Couple of my girls happily vegging under a T5.


----------



## Cole (May 12, 2008)

yummy.


----------



## lorenzo (May 12, 2008)

Very nice.:aok:  Keep it up.:headbang:


----------



## The Hemp Goddess (May 20, 2008)

Just updating pictures.

1.  Seedlings 
2.  the vegging room is getting crowded
3.  Satori (revealed to be a girl this week!) still vegging
4.  3 girls in different stages of flowering--2 weeks apart.


----------



## Ilikebigbuds (May 20, 2008)

very lovely girls miss Goddess!


----------



## crazyc411 (May 20, 2008)

awesome looking plants, ill be watching :watchplant:


----------



## doctorvapor (May 20, 2008)

wow!!! nice.


----------



## snuggles (May 20, 2008)

Those are hemp plants, right LOL. Looks like you have a pretty nice set up and the plants all look nice and green. Good stuff


----------



## Runbyhemp (May 21, 2008)

Very healthy looking plants you have there :aok:


----------



## smokybear (May 21, 2008)

Some very good looking ladies you have there. Looks like it's going to be an interesting ride. Make sure to keep us posted as we will be following along. Take care and be safe. Good growing!


----------



## littlenode (May 21, 2008)

looks really nice, THG..very healthy..lush....that Satori is beautiful, I'll be paying close attention as thats one of the strains im growing next. Is she Lst'd?


----------



## choking_victim (May 21, 2008)

nice and bushy plants.


----------



## MeNtAlPaTiEnT (May 22, 2008)

Your plants look extremely healthy and happy. Keep doin' what yur doin man!


----------



## SmknWhiteWidow (May 22, 2008)

Ya keep it up everything looks great!


----------



## The Hemp Goddess (May 22, 2008)

littlenode said:
			
		

> looks really nice, THG..very healthy..lush....that Satori is beautiful, I'll be paying close attention as thats one of the strains im growing next. Is she Lst'd?
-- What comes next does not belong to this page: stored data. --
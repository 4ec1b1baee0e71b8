mod chat;
mod cron;

use clap::{Parser, Subcommand};

#[derive(Parser)]
#[command(name = "tidebot", about = "Personal AI assistant runtime")]
struct Cli {
    #[command(subcommand)]
    command: Commands,
}

#[derive(Subcommand)]
enum Commands {
    /// Start the assistant: interactive console, scheduler and subagents
    Agent {
        /// Send a single message, print the reply and exit
        #[arg(short, long)]
        message: Option<String>,
    },
    /// Manage scheduled jobs
    Cron {
        #[command(subcommand)]
        command: cron::CronCommand,
    },
    /// Show configuration and scheduler status
    Status,
}

fn main() -> anyhow::Result<()> {
    // Logs go to stderr so they do not interleave with console replies.
    tracing_subscriber::fmt()
        .with_env_filter(
            tracing_subscriber::EnvFilter::try_from_default_env()
                .unwrap_or_else(|_| tracing_subscriber::EnvFilter::new("info")),
        )
        .with_writer(std::io::stderr)
        .init();

    let cli = Cli::parse();
    let rt = tokio::runtime::Runtime::new()?;

    match cli.command {
        Commands::Agent { message } => rt.block_on(chat::run_agent(message))?,
        Commands::Cron { command } => rt.block_on(cron::run_cron(command))?,
        Commands::Status => rt.block_on(cron::run_status())?,
    }

    Ok(())
}
//! tidebot-tools: Tool trait, registry and built-in tools.
//!
//! Provides:
//! - The [`Tool`] trait and [`ToolRegistry`] the agent loops call through
//! - Tool group definitions (fs, runtime, web, messaging, automation)
//! - File, shell and web tools shared by the main agent and subagents
//! - The `message` and `cron` tools, which only the main agent gets

pub mod context;
pub mod groups;
pub mod registry;
pub mod tools;

use std::path::{Path, PathBuf};
use std::sync::Arc;

pub use context::ToolContext;
pub use registry::{Tool, ToolDefinition, ToolRegistry};

use tidebot_config::ToolsConfig;

/// Errors a tool can return. The registry renders them as text for the model.
#[derive(Debug, thiserror::Error)]
pub enum ToolError {
    #[error("invalid parameters: {0}")]
    InvalidParams(String),
    #[error("{0}")]
    Failed(String),
    #[error("IO error: {0}")]
    Io(#[from] std::io::Error),
    #[error("HTTP error: {0}")]
    Http(#[from] reqwest::Error),
    #[error("timed out after {0}s")]
    Timeout(u64),
    #[error("cancelled")]
    Cancelled,
}

/// Fetch a required string parameter.
pub(crate) fn required_str<'a>(
    params: &'a serde_json::Value,
    key: &str,
) -> Result<&'a str, ToolError> {
    params
        .get(key)
        .and_then(|v| v.as_str())
        .ok_or_else(|| ToolError::InvalidParams(format!("missing required parameter: {key}")))
}

pub(crate) fn optional_str<'a>(params: &'a serde_json::Value, key: &str) -> Option<&'a str> {
    params.get(key).and_then(|v| v.as_str())
}

/// Construct a self-contained tool by name.
///
/// Tools that need a live bus or scheduler (`message`, `cron`, `spawn`) are
/// wired by the runtime and yield `None` here, as do unknown names.
pub fn create_tool(name: &str, workspace: &Path, config: &ToolsConfig) -> Option<Arc<dyn Tool>> {
    let restrict = config.restrict_to_workspace;
    let workspace = workspace.to_path_buf();
    let tool: Arc<dyn Tool> = match name {
        "read_file" => Arc::new(tools::fs::ReadFileTool::new(workspace, restrict)),
        "write_file" => Arc::new(tools::fs::WriteFileTool::new(workspace, restrict)),
        "list_dir" => Arc::new(tools::fs::ListDirTool::new(workspace, restrict)),
        "exec" => Arc::new(tools::exec::ExecTool::new(
            workspace,
            config.exec.timeout_secs,
            restrict,
        )),
        "web_search" => Arc::new(tools::web::WebSearchTool::new(
            config.web.resolved_search_api_key(),
            config.web.max_results,
        )),
        "web_fetch" => Arc::new(tools::web::WebFetchTool::new()),
        _ => return None,
    };
    Some(tool)
}

/// Create the file, shell and web tools: everything in
/// [`groups::SUBAGENT_TOOLS`].
pub fn create_builtin_tools(workspace: PathBuf, config: &ToolsConfig) -> Vec<Arc<dyn Tool>> {
    groups::expand_names(groups::SUBAGENT_TOOLS)
        .iter()
        .filter_map(|name| {
            let tool = create_tool(name, &workspace, config);
            if tool.is_none() {
                tracing::warn!(tool = %name, "Tool group names an unknown tool");
            }
            tool
        })
        .collect()
}
pub mod spawn;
No--no lst or anything.  She just grew big and thick and lush like that under a T5.  Satori is really quality bud.  I am only going to veg her for a few more days, maybe a week.  I want to make sure I have some good clones from her--one of those will be turned into a momma.
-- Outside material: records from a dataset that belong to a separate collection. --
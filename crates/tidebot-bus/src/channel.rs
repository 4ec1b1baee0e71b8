//! Chat channel plugins and their wiring to the bus.
//!
//! A channel adapter publishes what its users type with
//! [`MessageBus::publish_inbound`] and receives replies through
//! [`ChannelPlugin::send`], which [`ChannelManager`] subscribes to outbound
//! messages addressed to the channel's name:
//!
//! ```text
//! platform ──start()──▶ publish_inbound ──▶ agent
//! platform ◀──send()─── dispatch_outbound ◀── publish_outbound
//! ```

use std::collections::HashMap;
use std::sync::Arc;

use tokio::sync::RwLock;
use tracing::{info, warn};

use tidebot_types::{ChannelInfo, ChannelStatus, OutboundMessage};

use crate::bus::{MessageBus, outbound_handler};

/// A chat platform adapter.
///
/// All methods take `&self`; keep mutable state behind a lock.
#[async_trait::async_trait]
pub trait ChannelPlugin: Send + Sync {
    /// Channel name; outbound messages are routed by this key.
    fn name(&self) -> &str;

    /// Start the channel, connecting to the platform.
    ///
    /// Incoming messages go to `bus.publish_inbound`. Implementations
    /// typically spawn a background task for the listener.
    async fn start(&self, bus: Arc<MessageBus>) -> anyhow::Result<()>;

    /// Stop the channel, disconnecting from the platform.
    async fn stop(&self) -> anyhow::Result<()>;

    /// Deliver a message to the platform.
    async fn send(&self, message: OutboundMessage) -> anyhow::Result<()>;

    fn status(&self) -> ChannelStatus;
}

/// Owns the registered channel plugins and their bus subscriptions.
pub struct ChannelManager {
    bus: Arc<MessageBus>,
    channels: RwLock<HashMap<String, Arc<dyn ChannelPlugin>>>,
}

impl ChannelManager {
    pub fn new(bus: Arc<MessageBus>) -> Self {
        Self {
            bus,
            channels: RwLock::new(HashMap::new()),
        }
    }

    /// Register a channel plugin and subscribe it to outbound messages
    /// addressed to its name. Replaces any existing channel with the same name.
    pub async fn register(&self, channel: Arc<dyn ChannelPlugin>) {
        let name = channel.name().to_string();
        info!(channel = %name, "Registering channel plugin");

        self.bus.unsubscribe_outbound(&name).await;
        let sender = channel.clone();
        self.bus
            .subscribe_outbound(
                &name,
                outbound_handler(move |msg| {
                    let sender = sender.clone();
                    async move { sender.send(msg).await }
                }),
            )
            .await;

        self.channels.write().await.insert(name, channel);
    }

    /// Unregister a channel plugin by name. Stops it if running.
    pub async fn unregister(&self, name: &str) -> bool {
        let removed = self.channels.write().await.remove(name);
        match removed {
            Some(channel) => {
                self.bus.unsubscribe_outbound(name).await;
                if channel.status() == ChannelStatus::Running {
                    if let Err(e) = channel.stop().await {
                        warn!(channel = name, "Failed to stop channel during unregister: {e}");
                    }
                }
                true
            }
            None => false,
        }
    }

    /// Start a specific channel by name.
    pub async fn start_channel(&self, name: &str) -> anyhow::Result<()> {
        let channels = self.channels.read().await;
        let channel = channels
            .get(name)
            .ok_or_else(|| anyhow::anyhow!("Channel not found: {name}"))?;

        channel.start(self.bus.clone()).await
    }

    /// Stop a specific channel by name.
    pub async fn stop_channel(&self, name: &str) -> anyhow::Result<()> {
        let channels = self.channels.read().await;
        let channel = channels
            .get(name)
            .ok_or_else(|| anyhow::anyhow!("Channel not found: {name}"))?;

        channel.stop().await
    }

    /// Start every registered channel; failures are logged.
    pub async fn start_all(&self) {
        let channels = self.channels.read().await;
        for (name, channel) in channels.iter() {
            if let Err(e) = channel.start(self.bus.clone()).await {
                warn!(channel = %name, "Failed to start channel: {e}");
            }
        }
    }

    pub async fn stop_all(&self) {
        let channels = self.channels.read().await;
        for (name, channel) in channels.iter() {
            if let Err(e) = channel.stop().await {
                warn!(channel = %name, "Failed to stop channel: {e}");
            }
        }
    }

    /// Registered channels and their status, by name.
    pub async fn list_channels(&self) -> Vec<ChannelInfo> {
        let channels = self.channels.read().await;
        let mut list: Vec<ChannelInfo> = channels
            .values()
            .map(|ch| ChannelInfo {
                name: ch.name().to_string(),
                status: ch.status(),
            })
            .collect();
        list.sort_by(|a, b| a.name.cmp(&b.name));
        list
    }

    pub async fn channel_status(&self, name: &str) -> Option<ChannelStatus> {
        let channels = self.channels.read().await;
        channels.get(name).map(|ch| ch.status())
    }
}

#[cfg(test)]
mod tests {
    use super::*;
    use std::sync::Mutex;
    use std::time::Duration;

    use tidebot_types::InboundMessage;

    /// Records what it is sent and greets the bus on start.
    struct RecordingChannel {
        name: String,
        status: Mutex<ChannelStatus>,
        sent: Mutex<Vec<OutboundMessage>>,
    }

    impl RecordingChannel {
        fn new(name: &str) -> Self {
            Self {
                name: name.to_string(),
                status: Mutex::new(ChannelStatus::Stopped),
                sent: Mutex::new(Vec::new()),
            }
        }

        fn sent(&self) -> Vec<OutboundMessage> {
            self.sent.lock().unwrap().clone()
        }
    }

    #[async_trait::async_trait]
    impl ChannelPlugin for RecordingChannel {
        fn name(&self) -> &str {
            &self.name
        }

        async fn start(&self, bus: Arc<MessageBus>) -> anyhow::Result<()> {
            *self.status.lock().unwrap() = ChannelStatus::Running;
            bus.publish_inbound(InboundMessage::new(&self.name, "user-1", "chat-1", "hello"));
            Ok(())
        }

        async fn stop(&self) -> anyhow::Result<()> {
            *self.status.lock().unwrap() = ChannelStatus::Stopped;
            Ok(())
        }

        async fn send(&self, message: OutboundMessage) -> anyhow::Result<()> {
            self.sent.lock().unwrap().push(message);
            Ok(())
        }

        fn status(&self) -> ChannelStatus {
            self.status.lock().unwrap().clone()
        }
    }

    fn test_bus() -> Arc<MessageBus> {
        Arc::new(MessageBus::new().with_dispatch_poll(Duration::from_millis(20)))
    }

    #[tokio::test]
    async fn test_register_and_list() {
        let mgr = ChannelManager::new(test_bus());
        mgr.register(Arc::new(RecordingChannel::new("telegram"))).await;
        mgr.register(Arc::new(RecordingChannel::new("cli"))).await;

        let names: Vec<_> = mgr.list_channels().await.into_iter().map(|c| c.name).collect();
        assert_eq!(names, vec!["cli", "telegram"]);
        assert_eq!(mgr.channel_status("cli").await, Some(ChannelStatus::Stopped));
        assert_eq!(mgr.channel_status("discord").await, None);
    }

    #[tokio::test]
    async fn test_start_stop_channel() {
        let bus = test_bus();
        let mgr = ChannelManager::new(bus.clone());
        mgr.register(Arc::new(RecordingChannel::new("mock"))).await;

        mgr.start_channel("mock").await.unwrap();
        assert_eq!(mgr.channel_status("mock").await, Some(ChannelStatus::Running));
        assert_eq!(bus.consume_inbound().await.content, "hello");

        mgr.stop_channel("mock").await.unwrap();
        assert_eq!(mgr.channel_status("mock").await, Some(ChannelStatus::Stopped));
    }

    #[tokio::test]
    async fn test_unregister() {
        let bus = test_bus();
        let mgr = ChannelManager::new(bus.clone());
        mgr.register(Arc::new(RecordingChannel::new("mock"))).await;

        assert!(mgr.unregister("mock").await);
        assert!(!mgr.unregister("mock").await);
        assert!(mgr.list_channels().await.is_empty());
        assert_eq!(bus.unsubscribe_outbound("mock").await, 0);
    }

    #[tokio::test]
    async fn test_outbound_reaches_registered_channel() {
        let bus = test_bus();
        let mgr = ChannelManager::new(bus.clone());
        let ch = Arc::new(RecordingChannel::new("mock"));
        mgr.register(ch.clone()).await;

        let dispatcher = tokio::spawn(bus.clone().dispatch_outbound());
        bus.publish_outbound(OutboundMessage::new("mock", "chat-1", "Hello!"));
        bus.publish_outbound(OutboundMessage::new("other", "chat-1", "ignored"));
        tokio::time::sleep(Duration::from_millis(100)).await;
        bus.stop();
        dispatcher.await.unwrap();

        let sent = ch.sent();
        assert_eq!(sent.len(), 1);
        assert_eq!(sent[0].content, "Hello!");
    }

    #[tokio::test]
    async fn test_reregister_replaces_subscription() {
        let bus = test_bus();
        let mgr = ChannelManager::new(bus.clone());
        mgr.register(Arc::new(RecordingChannel::new("mock"))).await;
        mgr.register(Arc::new(RecordingChannel::new("mock"))).await;
        assert_eq!(bus.unsubscribe_outbound("mock").await, 1);
    }

    #[tokio::test]
    async fn test_start_nonexistent_channel() {
        let mgr = ChannelManager::new(test_bus());
        assert!(mgr.start_channel("nonexistent").await.is_err());
    }
}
I sure get into this growing thing.


----------



## Melissa (May 23, 2008)

*your ladies are beautiful :48:*


----------



## The Hemp Goddess (Jun 17, 2008)

One of the girls about 2 weeks away.


----------



## Dr. Manny Bowles (Jun 17, 2008)

mmm, looking VERY tasty:hubba:


----------



## littlenode (Jun 17, 2008)

wow puuuuuurdy Thg ...hurry it up though, would ya?...I want a smoke report on that Satori...hehe

 Smoke on...


----------



## lyfr (Jun 17, 2008)

very lush garden you have there HG,  you must be a busy girl with the different stages and all.  i'll be watchin these!


----------



## Growdude (Jun 18, 2008)

That is one nice plant!

What nutes do you use, PPM ? and your squedule of changing your rez.
I like how green they are without any signs of burn.


----------



## KGB30 (Jun 18, 2008)

Awesome looking plants!!!! Green-thumb


----------



## nikimadritista (Jun 18, 2008)

Way To Grow girl 
Impressive...


----------



## The Hemp Goddess (Jun 18, 2008)

Growdude said:
			
		

> That is one nice plant!
> 
> What nutes do you use, PPM ? and your squedule of changing your rez.
> I like how green they are without any signs of burn.
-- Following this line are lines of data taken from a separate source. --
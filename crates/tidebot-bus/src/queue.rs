//! Unbounded async FIFO queue.

use std::sync::atomic::{AtomicUsize, Ordering};
use std::time::Duration;

use tokio::sync::{Mutex, mpsc};

/// An unbounded FIFO queue that many tasks can push to and pop from.
///
/// `push` never blocks. Concurrent poppers are served in the order they
/// started waiting: the receiver sits behind a fair `tokio::sync::Mutex`.
pub struct AsyncQueue<T> {
    tx: mpsc::UnboundedSender<T>,
    rx: Mutex<mpsc::UnboundedReceiver<T>>,
    len: AtomicUsize,
}

impl<T> AsyncQueue<T> {
    pub fn new() -> Self {
        let (tx, rx) = mpsc::unbounded_channel();
        Self {
            tx,
            rx: Mutex::new(rx),
            len: AtomicUsize::new(0),
        }
    }

    /// Append an item. Never blocks.
    pub fn push(&self, item: T) {
        self.len.fetch_add(1, Ordering::SeqCst);
        if self.tx.send(item).is_err() {
            // Unreachable while `self` holds the receiver.
            self.len.fetch_sub(1, Ordering::SeqCst);
        }
    }

    /// Wait for the next item.
    ///
    /// Stays pending until an item is pushed; there is no close signal.
    pub async fn pop(&self) -> T {
        let mut rx = self.rx.lock().await;
        match rx.recv().await {
            Some(item) => {
                self.len.fetch_sub(1, Ordering::SeqCst);
                item
            }
            None => std::future::pending().await,
        }
    }

    /// Wait up to `timeout` for the next item.
    ///
    /// On timeout the pending lock acquisition or receive is dropped, so no
    /// waiter stays registered and an item pushed afterwards stays queued
    /// for the next consumer.
    pub async fn pop_timeout(&self, timeout: Duration) -> Option<T> {
        tokio::time::timeout(timeout, self.pop()).await.ok()
    }

    /// Number of queued items.
    pub fn len(&self) -> usize {
        self.len.load(Ordering::SeqCst)
    }

    pub fn is_empty(&self) -> bool {
        self.len() == 0
    }
}

impl<T> Default for AsyncQueue<T> {
    fn default() -> Self {
        Self::new()
    }
}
Thanks, I use GH flora series and the Lucas Formula.  I add Bud Blood, Big Bud and Carbo Load for flowering.  I keep my PPMs low--around 1000 tops.  Each bucket is its own res, since plants are in different stages of growth.  I change every 7-10 days depending on my work schedule.


----------



## Ilikebigbuds (Jun 18, 2008)

hey there you Goddess you! those are looking very tastey!

nice! nice! nice!:aok: 

I just love seeing those huge buds form!:watchplant:

I know excited you must be getting! my girls are about 3 weeks to finish!

I swear everyday the buds get fatter! I use GH nuits also!

thanks for sharing with us! :48:

it's so much fun watching all this growing going on!


----------



## The Hemp Goddess (Jun 24, 2008)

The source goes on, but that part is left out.